Single by Bob Marley and the Wailers
- B-side: "This Train"
- Released: 1967
- Genre: Rocksteady
- Length: 3:18 (original version); 5:32 (Catch a Fire version);
- Label: Trojan
- Songwriter: Bob Marley
- Producer: The Wailers

= Stir It Up =

1967 single by Bob Marley & The Wailers

"Stir It Up" is a song composed by Bob Marley in 1967 and first recorded by the group Bob Marley and the Wailers that year and issued as a single. It was later covered by American singer Johnny Nash on his 1972 album I Can See Clearly Now. The following year, Marley and the Wailers re-recorded the song for their album Catch a Fire.

The band performed "Stir It Up" on The Old Grey Whistle Test in 1973 during their first trip to the UK, singing live over a Chris Blackwell overdubbed backing track.

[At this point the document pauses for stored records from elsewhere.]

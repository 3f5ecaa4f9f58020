//! Binding scenario selection.
//!
//! Picks the most demanding policy value across deterministic criteria and
//! the optional stochastic calibration. A failed stochastic calibration
//! (typically too little shock history) is skipped with a warning rather
//! than failing the selection.

use tracing::{debug, warn};

use crate::calibrator::CalibrationResult;
use crate::error::{RequestError, StochasticError};

/// Criterion name used for the stochastic candidate.
pub const STOCHASTIC_CRITERION: &str = "stochastic";

/// Selected binding scenario.
#[derive(Clone, Debug, PartialEq)]
#[cfg_attr(feature = "serde", derive(serde::Serialize, serde::Deserialize))]
pub struct BindingScenario {
    /// Name of the binding criterion.
    pub criterion: String,
    /// Policy value required by that criterion.
    pub policy: f64,
}

/// Collects candidate policy values and selects the largest.
///
/// Candidates keep insertion order; the first of several equal maxima wins.
///
/// # Example
///
/// ```
/// use dsa_stochastic::BindingScenarioSelector;
///
/// let mut selector = BindingScenarioSelector::new();
/// selector.add_deterministic("main_adjustment", 0.8).unwrap();
/// selector.add_deterministic("adverse_r_g", 1.4).unwrap();
/// selector.add_deterministic("lower_spb", 1.4).unwrap();
///
/// let binding = selector.select().unwrap();
/// assert_eq!(binding.criterion, "adverse_r_g");
/// assert_eq!(binding.policy, 1.4);
/// ```
#[derive(Clone, Debug, Default)]
pub struct BindingScenarioSelector {
    candidates: Vec<BindingScenario>,
}

impl BindingScenarioSelector {
    /// Create an empty selector.
    pub fn new() -> Self {
        Self::default()
    }

    /// Add the result of a deterministic criterion.
    ///
    /// # Errors
    ///
    /// `RequestError::InvalidParameter` for a non-finite policy value.
    pub fn add_deterministic(
        &mut self,
        criterion: impl Into<String>,
        policy: f64,
    ) -> Result<(), RequestError> {
        let criterion = criterion.into();
        if !policy.is_finite() {
            return Err(RequestError::invalid(
                "policy",
                format!("criterion '{}' returned {}", criterion, policy),
            ));
        }
        self.candidates.push(BindingScenario { criterion, policy });
        Ok(())
    }

    /// Add the outcome of a stochastic calibration.
    ///
    /// Errors are logged and skipped. Returns whether a candidate was added.
    pub fn add_stochastic(&mut self, outcome: Result<&CalibrationResult, &StochasticError>) -> bool {
        match outcome {
            Ok(result) if result.policy.is_finite() => {
                self.candidates.push(BindingScenario {
                    criterion: STOCHASTIC_CRITERION.to_string(),
                    policy: result.policy,
                });
                true
            }
            Ok(result) => {
                warn!(policy = result.policy, "skipping non-finite stochastic policy");
                false
            }
            Err(err) => {
                warn!(error = %err, "stochastic calibration unavailable, skipping");
                false
            }
        }
    }

    /// Candidates in insertion order.
    pub fn candidates(&self) -> &[BindingScenario] {
        &self.candidates
    }

    /// Largest candidate, `None` if there are none.
    pub fn select(&self) -> Option<BindingScenario> {
        let binding = self
            .candidates
            .iter()
            .reduce(|best, c| if c.policy > best.policy { c } else { best })?;
        debug!(
            criterion = %binding.criterion,
            policy = binding.policy,
            candidates = self.candidates.len(),
            "selected binding scenario"
        );
        Some(binding.clone())
    }
}
//! Numerical kernels for shock estimation, sampling and calibration.
//!
//! - [`linalg`]: covariance matrices, matrix factors, least squares
//! - [`stats`]: means, quantiles, rounding
//! - [`solvers`]: bounded scalar minimisation

pub mod linalg;
pub mod solvers;
pub mod stats;
//! Error types for the stochastic engine.
//!
//! - `RequestError`: invalid simulation, calibration or deficit requests
//! - `ProjectionError`: failure reported by the external baseline projector
//! - `StochasticError`: umbrella error returned by the top-level operations
//!
//! Estimation and configuration failures are fatal and propagate with `?`.
//! Negative debt draws and the quarterly-to-annual fallback are handled
//! locally and never surface here.

use dsa_core::types::{DataError, EstimationError, SolverError};
use thiserror::Error;

/// Invalid request or configuration.
///
/// # Examples
///
/// ```
/// use dsa_stochastic::RequestError;
///
/// let err = RequestError::InvalidPathCount(0);
/// assert!(err.to_string().contains("Invalid path count 0"));
/// ```
#[derive(Error, Debug, Clone, PartialEq)]
pub enum RequestError {
    /// Path count outside `[1, MAX_PATHS]`.
    #[error("Invalid path count {0}: must be in range [1, 10_000_000]")]
    InvalidPathCount(usize),

    /// Stochastic horizon of zero years.
    #[error("Stochastic horizon must cover at least one year")]
    EmptyHorizon,

    /// The stochastic window does not fit inside the baseline projection.
    #[error("Stochastic window {start}..={end} does not fit a baseline of {baseline_len} years")]
    WindowOutOfRange {
        /// First stochastic index
        start: usize,
        /// Last stochastic index
        end: usize,
        /// Baseline length
        baseline_len: usize,
    },

    /// No risk criterion selected for calibration.
    #[error("No risk criterion configured")]
    NoCriteria,

    /// Named parameter with an invalid value.
    #[error("Invalid parameter '{name}': {reason}")]
    InvalidParameter {
        /// Parameter name
        name: &'static str,
        /// Description of the problem
        reason: String,
    },
}

impl RequestError {
    /// Create an invalid parameter error.
    pub fn invalid(name: &'static str, reason: impl Into<String>) -> Self {
        Self::InvalidParameter {
            name,
            reason: reason.into(),
        }
    }

    /// Check if this is a configuration error raised before any work.
    pub fn is_configuration(&self) -> bool {
        matches!(self, Self::NoCriteria | Self::InvalidParameter { .. })
    }
}

/// Failure reported by a baseline projector.
#[derive(Error, Debug, Clone, PartialEq)]
#[error("Baseline projection failed: {message}")]
pub struct ProjectionError {
    message: String,
}

impl ProjectionError {
    /// Create a projection error with a message.
    pub fn new(message: impl Into<String>) -> Self {
        Self {
            message: message.into(),
        }
    }

    /// Error message.
    pub fn message(&self) -> &str {
        &self.message
    }
}

/// Umbrella error for simulation and calibration.
#[derive(Error, Debug, Clone, PartialEq)]
pub enum StochasticError {
    /// Invalid input data.
    #[error("Data error: {0}")]
    Data(#[from] DataError),

    /// Shock distribution could not be fitted.
    #[error("Estimation error: {0}")]
    Estimation(#[from] EstimationError),

    /// Invalid request or configuration.
    #[error("Request error: {0}")]
    Request(#[from] RequestError),

    /// Minimiser failure.
    #[error("Solver error: {0}")]
    Solver(#[from] SolverError),

    /// Baseline projector failure.
    #[error(transparent)]
    Projection(#[from] ProjectionError),
}

impl StochasticError {
    /// Check if the failure came from shock estimation.
    pub fn is_estimation(&self) -> bool {
        matches!(self, Self::Estimation(_))
    }

    /// Check if the request itself was rejected.
    pub fn is_request(&self) -> bool {
        matches!(self, Self::Request(_))
    }
}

"Stir It Up" was the first Marley-written song to be successful outside Jamaica. Another tune written by Bob Marley, "I Shot the Sheriff", was covered by Eric Clapton on the album 461 Ocean Boulevard, July 1974. Marley's first international hit recorded by him, "No Woman, No Cry", was released on the Bob Marley and the Wailers album Live!, December 1975.

==Certifications (Bob Marley and the Wailers version) ==

| Region | Certification | Certified units/sales |
| New Zealand (RMNZ) | 2× Platinum | 60,000^{‡} |
| United Kingdom (BPI) | Gold | 400,000^{‡} |
^{‡} Sales+streaming figures based on certification alone.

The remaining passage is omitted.